ABOUT THIS EXERCISE — Copy out every line of the data that has the word "graph" somewhere in it.

PROVIDED ENTRIES —
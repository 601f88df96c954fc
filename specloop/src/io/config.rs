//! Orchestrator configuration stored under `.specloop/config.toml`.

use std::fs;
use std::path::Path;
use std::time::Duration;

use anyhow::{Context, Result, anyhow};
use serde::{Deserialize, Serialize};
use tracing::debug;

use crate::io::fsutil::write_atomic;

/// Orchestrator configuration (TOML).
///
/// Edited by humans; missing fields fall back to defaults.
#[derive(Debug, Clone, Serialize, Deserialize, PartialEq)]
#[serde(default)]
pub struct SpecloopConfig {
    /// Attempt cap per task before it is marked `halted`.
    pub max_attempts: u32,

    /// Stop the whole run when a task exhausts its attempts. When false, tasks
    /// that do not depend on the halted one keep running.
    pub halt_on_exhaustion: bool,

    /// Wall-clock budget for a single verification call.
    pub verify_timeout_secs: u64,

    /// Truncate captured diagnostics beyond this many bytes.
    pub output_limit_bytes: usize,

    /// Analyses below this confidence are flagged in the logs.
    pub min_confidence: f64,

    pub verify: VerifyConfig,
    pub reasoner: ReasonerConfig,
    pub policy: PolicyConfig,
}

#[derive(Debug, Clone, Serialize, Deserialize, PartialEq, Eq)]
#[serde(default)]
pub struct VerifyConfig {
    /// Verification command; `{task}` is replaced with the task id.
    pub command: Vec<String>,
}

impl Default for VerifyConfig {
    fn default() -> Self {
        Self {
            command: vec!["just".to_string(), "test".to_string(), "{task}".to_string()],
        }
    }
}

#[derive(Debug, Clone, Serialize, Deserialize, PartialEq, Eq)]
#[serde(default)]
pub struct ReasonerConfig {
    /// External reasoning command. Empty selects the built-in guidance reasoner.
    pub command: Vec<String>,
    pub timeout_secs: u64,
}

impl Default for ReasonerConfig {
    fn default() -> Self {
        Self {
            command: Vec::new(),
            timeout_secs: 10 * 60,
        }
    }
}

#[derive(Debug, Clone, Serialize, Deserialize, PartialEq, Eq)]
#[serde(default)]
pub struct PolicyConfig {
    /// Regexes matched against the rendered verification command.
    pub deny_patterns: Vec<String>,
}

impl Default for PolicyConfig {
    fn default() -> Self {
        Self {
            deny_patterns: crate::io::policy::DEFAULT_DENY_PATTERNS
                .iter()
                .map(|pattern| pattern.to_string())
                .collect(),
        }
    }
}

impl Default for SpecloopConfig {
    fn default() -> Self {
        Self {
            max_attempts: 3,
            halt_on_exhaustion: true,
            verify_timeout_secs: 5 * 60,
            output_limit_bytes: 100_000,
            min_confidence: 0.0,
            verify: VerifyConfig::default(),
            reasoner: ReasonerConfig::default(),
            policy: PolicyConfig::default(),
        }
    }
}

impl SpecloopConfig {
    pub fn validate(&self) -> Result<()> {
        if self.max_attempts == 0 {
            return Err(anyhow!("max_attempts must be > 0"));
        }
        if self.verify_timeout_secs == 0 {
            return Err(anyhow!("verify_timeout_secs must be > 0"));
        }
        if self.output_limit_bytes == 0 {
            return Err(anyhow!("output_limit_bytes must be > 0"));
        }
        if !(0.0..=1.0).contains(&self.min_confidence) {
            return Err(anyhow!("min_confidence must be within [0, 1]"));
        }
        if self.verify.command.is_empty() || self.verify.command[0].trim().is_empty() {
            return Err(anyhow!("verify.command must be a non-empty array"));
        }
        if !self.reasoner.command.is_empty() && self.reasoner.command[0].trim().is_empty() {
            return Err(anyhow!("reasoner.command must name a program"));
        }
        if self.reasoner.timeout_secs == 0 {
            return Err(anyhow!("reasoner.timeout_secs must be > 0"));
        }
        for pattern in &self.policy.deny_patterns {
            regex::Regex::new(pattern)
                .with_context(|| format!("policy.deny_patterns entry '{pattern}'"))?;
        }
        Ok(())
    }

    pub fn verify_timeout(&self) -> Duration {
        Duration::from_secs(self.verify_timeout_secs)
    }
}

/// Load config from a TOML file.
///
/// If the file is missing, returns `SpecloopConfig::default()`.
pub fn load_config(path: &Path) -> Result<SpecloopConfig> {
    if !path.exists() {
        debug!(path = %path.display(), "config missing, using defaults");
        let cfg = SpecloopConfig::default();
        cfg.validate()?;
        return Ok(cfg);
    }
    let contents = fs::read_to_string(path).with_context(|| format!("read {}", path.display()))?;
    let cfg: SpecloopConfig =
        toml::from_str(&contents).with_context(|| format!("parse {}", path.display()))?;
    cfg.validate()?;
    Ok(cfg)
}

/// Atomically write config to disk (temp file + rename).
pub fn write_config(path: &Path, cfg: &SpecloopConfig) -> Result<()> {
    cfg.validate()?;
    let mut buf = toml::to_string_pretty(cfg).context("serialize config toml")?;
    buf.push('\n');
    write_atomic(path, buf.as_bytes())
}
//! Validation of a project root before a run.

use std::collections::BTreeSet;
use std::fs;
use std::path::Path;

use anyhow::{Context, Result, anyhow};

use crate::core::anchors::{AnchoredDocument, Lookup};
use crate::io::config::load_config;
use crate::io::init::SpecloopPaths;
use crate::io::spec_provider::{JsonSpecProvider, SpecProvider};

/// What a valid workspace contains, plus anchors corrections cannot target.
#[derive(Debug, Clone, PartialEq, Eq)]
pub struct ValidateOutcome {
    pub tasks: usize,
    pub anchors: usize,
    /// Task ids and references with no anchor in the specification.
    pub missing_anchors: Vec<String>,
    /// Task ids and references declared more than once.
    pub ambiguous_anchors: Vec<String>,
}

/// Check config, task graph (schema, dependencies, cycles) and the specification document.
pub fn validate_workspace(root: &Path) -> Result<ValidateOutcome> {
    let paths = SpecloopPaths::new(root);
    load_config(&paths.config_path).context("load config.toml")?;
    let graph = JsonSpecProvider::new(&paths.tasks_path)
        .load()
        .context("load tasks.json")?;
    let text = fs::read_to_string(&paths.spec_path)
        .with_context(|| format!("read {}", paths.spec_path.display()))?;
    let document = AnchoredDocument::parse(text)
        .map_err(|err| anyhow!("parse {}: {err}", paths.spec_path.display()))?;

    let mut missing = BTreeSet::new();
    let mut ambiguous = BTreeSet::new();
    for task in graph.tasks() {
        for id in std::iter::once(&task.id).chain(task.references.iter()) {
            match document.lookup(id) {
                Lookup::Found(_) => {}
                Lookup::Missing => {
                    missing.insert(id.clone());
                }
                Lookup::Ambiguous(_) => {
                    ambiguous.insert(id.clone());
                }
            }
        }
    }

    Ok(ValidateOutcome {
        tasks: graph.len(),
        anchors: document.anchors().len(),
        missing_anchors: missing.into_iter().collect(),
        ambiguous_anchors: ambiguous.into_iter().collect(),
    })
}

SOLUTION TO THIS TASK —
/// Check config, task graph (schema, dependencies, cycles) and the specification document.
    let graph = JsonSpecProvider::new(&paths.tasks_path)
    for task in graph.tasks() {
        tasks: graph.len(),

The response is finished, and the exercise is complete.